RECORDS FOR THE TASK:
--------
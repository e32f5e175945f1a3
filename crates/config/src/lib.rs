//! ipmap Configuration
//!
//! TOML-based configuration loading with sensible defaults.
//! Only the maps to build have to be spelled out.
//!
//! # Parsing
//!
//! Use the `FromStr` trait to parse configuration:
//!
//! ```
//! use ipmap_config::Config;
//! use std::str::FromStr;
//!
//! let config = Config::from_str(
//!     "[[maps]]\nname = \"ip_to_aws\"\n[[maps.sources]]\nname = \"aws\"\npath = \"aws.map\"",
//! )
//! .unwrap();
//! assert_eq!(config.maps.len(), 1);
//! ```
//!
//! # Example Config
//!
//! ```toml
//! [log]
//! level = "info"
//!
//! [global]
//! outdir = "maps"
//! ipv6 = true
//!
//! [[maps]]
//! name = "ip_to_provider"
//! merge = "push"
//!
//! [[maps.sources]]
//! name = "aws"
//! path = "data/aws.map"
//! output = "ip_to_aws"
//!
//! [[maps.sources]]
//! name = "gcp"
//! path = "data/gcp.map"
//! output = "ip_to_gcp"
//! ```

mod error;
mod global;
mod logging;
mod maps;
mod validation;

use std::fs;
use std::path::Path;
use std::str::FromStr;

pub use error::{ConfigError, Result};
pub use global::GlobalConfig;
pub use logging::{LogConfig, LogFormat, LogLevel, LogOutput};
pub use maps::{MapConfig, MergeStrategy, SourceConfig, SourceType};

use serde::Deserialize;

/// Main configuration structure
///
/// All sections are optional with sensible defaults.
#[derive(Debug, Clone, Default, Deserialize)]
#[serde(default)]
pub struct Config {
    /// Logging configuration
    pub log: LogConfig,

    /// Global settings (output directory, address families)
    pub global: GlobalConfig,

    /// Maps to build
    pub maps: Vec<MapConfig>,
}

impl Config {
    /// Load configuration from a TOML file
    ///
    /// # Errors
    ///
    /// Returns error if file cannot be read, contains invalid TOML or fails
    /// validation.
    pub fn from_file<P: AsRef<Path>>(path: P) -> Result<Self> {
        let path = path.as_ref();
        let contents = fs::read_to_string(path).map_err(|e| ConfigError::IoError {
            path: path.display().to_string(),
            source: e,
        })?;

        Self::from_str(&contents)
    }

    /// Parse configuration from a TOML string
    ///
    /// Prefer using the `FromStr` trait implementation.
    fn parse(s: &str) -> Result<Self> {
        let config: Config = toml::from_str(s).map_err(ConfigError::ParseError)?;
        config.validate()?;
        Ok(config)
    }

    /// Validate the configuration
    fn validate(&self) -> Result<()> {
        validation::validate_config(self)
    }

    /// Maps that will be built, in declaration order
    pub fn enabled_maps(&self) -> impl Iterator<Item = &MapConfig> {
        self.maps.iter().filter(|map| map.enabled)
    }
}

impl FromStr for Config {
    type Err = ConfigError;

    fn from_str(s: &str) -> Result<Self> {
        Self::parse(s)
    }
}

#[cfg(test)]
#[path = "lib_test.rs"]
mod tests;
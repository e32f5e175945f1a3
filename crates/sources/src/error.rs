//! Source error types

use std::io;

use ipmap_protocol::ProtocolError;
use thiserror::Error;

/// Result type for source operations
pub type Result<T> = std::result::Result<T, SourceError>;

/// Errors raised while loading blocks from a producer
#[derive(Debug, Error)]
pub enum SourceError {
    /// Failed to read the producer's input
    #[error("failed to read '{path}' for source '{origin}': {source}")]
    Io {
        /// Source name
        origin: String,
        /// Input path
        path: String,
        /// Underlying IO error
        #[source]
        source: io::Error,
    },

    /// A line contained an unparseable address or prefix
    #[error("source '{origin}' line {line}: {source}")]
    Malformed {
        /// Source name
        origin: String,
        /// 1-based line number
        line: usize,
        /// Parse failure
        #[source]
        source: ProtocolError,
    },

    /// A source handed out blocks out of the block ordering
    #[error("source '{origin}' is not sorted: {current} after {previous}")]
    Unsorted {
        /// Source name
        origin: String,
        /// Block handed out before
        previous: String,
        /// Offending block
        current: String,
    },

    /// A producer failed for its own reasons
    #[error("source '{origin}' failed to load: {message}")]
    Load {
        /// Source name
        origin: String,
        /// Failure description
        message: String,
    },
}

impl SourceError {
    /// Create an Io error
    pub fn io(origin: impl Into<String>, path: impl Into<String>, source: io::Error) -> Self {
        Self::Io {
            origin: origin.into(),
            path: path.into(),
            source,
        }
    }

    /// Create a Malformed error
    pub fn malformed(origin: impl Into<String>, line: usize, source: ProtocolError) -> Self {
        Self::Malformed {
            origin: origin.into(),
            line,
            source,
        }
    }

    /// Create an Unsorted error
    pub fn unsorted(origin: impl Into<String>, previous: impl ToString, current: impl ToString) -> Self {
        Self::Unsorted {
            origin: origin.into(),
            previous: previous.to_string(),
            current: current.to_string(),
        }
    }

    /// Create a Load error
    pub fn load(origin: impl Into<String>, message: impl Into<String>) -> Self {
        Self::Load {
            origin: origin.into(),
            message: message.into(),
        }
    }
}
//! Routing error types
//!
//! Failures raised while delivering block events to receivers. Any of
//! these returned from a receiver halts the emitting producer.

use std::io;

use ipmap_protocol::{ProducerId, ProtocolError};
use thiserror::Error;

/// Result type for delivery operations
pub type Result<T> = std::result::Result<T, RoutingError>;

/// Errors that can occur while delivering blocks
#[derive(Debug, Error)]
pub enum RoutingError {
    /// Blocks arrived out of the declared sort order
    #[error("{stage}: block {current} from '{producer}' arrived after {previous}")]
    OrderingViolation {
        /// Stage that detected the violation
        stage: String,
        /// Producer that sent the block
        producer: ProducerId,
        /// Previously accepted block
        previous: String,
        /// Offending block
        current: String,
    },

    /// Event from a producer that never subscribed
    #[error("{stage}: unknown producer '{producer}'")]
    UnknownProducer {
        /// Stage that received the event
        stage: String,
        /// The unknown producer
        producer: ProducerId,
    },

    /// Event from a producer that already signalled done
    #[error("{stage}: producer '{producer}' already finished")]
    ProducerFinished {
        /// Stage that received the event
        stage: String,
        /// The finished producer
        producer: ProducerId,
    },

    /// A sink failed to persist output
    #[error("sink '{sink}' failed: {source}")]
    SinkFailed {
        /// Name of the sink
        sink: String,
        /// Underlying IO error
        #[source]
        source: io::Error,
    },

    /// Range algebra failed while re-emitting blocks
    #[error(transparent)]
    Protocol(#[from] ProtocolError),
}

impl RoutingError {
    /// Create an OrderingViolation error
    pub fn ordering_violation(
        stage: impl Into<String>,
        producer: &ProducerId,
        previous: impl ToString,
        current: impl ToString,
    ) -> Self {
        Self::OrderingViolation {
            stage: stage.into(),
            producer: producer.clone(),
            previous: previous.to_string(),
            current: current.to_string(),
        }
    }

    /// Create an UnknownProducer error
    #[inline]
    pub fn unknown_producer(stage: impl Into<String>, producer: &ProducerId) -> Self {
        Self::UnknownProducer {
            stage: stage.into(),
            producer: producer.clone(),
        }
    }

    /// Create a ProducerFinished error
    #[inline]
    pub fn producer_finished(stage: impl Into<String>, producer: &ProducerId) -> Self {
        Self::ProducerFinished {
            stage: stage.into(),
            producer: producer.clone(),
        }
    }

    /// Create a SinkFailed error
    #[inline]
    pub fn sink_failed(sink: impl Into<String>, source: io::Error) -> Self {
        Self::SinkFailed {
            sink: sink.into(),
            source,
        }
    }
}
--------
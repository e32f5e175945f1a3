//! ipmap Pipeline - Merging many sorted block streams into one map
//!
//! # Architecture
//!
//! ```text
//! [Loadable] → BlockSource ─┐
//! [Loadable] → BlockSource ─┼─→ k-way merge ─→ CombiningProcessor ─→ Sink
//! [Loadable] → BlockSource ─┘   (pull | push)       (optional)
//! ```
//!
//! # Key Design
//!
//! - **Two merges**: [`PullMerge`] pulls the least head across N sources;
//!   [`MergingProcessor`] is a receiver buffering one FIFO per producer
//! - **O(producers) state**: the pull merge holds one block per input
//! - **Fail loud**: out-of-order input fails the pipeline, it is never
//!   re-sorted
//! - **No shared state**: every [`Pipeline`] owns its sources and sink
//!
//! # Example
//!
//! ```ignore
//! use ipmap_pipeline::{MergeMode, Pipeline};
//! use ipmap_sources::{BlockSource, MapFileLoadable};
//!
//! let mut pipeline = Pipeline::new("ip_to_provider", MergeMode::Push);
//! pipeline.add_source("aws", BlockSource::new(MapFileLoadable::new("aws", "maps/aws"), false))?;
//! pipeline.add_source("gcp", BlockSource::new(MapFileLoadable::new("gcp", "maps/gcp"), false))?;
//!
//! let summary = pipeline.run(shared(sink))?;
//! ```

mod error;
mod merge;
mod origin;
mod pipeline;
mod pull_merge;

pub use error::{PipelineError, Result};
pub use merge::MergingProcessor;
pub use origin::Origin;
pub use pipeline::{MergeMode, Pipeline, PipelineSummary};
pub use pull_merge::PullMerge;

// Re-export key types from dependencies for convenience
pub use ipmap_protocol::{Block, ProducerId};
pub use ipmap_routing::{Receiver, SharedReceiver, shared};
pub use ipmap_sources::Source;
--------
PROBLEM REQUIREMENTS:
Wherever a line of the listing above contains the string "optional", copy that line.

RESPONSE TO THIS TASK:
/// All sections are optional with sensible defaults.
//! [Loadable] → BlockSource ─┘   (pull | push)       (optional)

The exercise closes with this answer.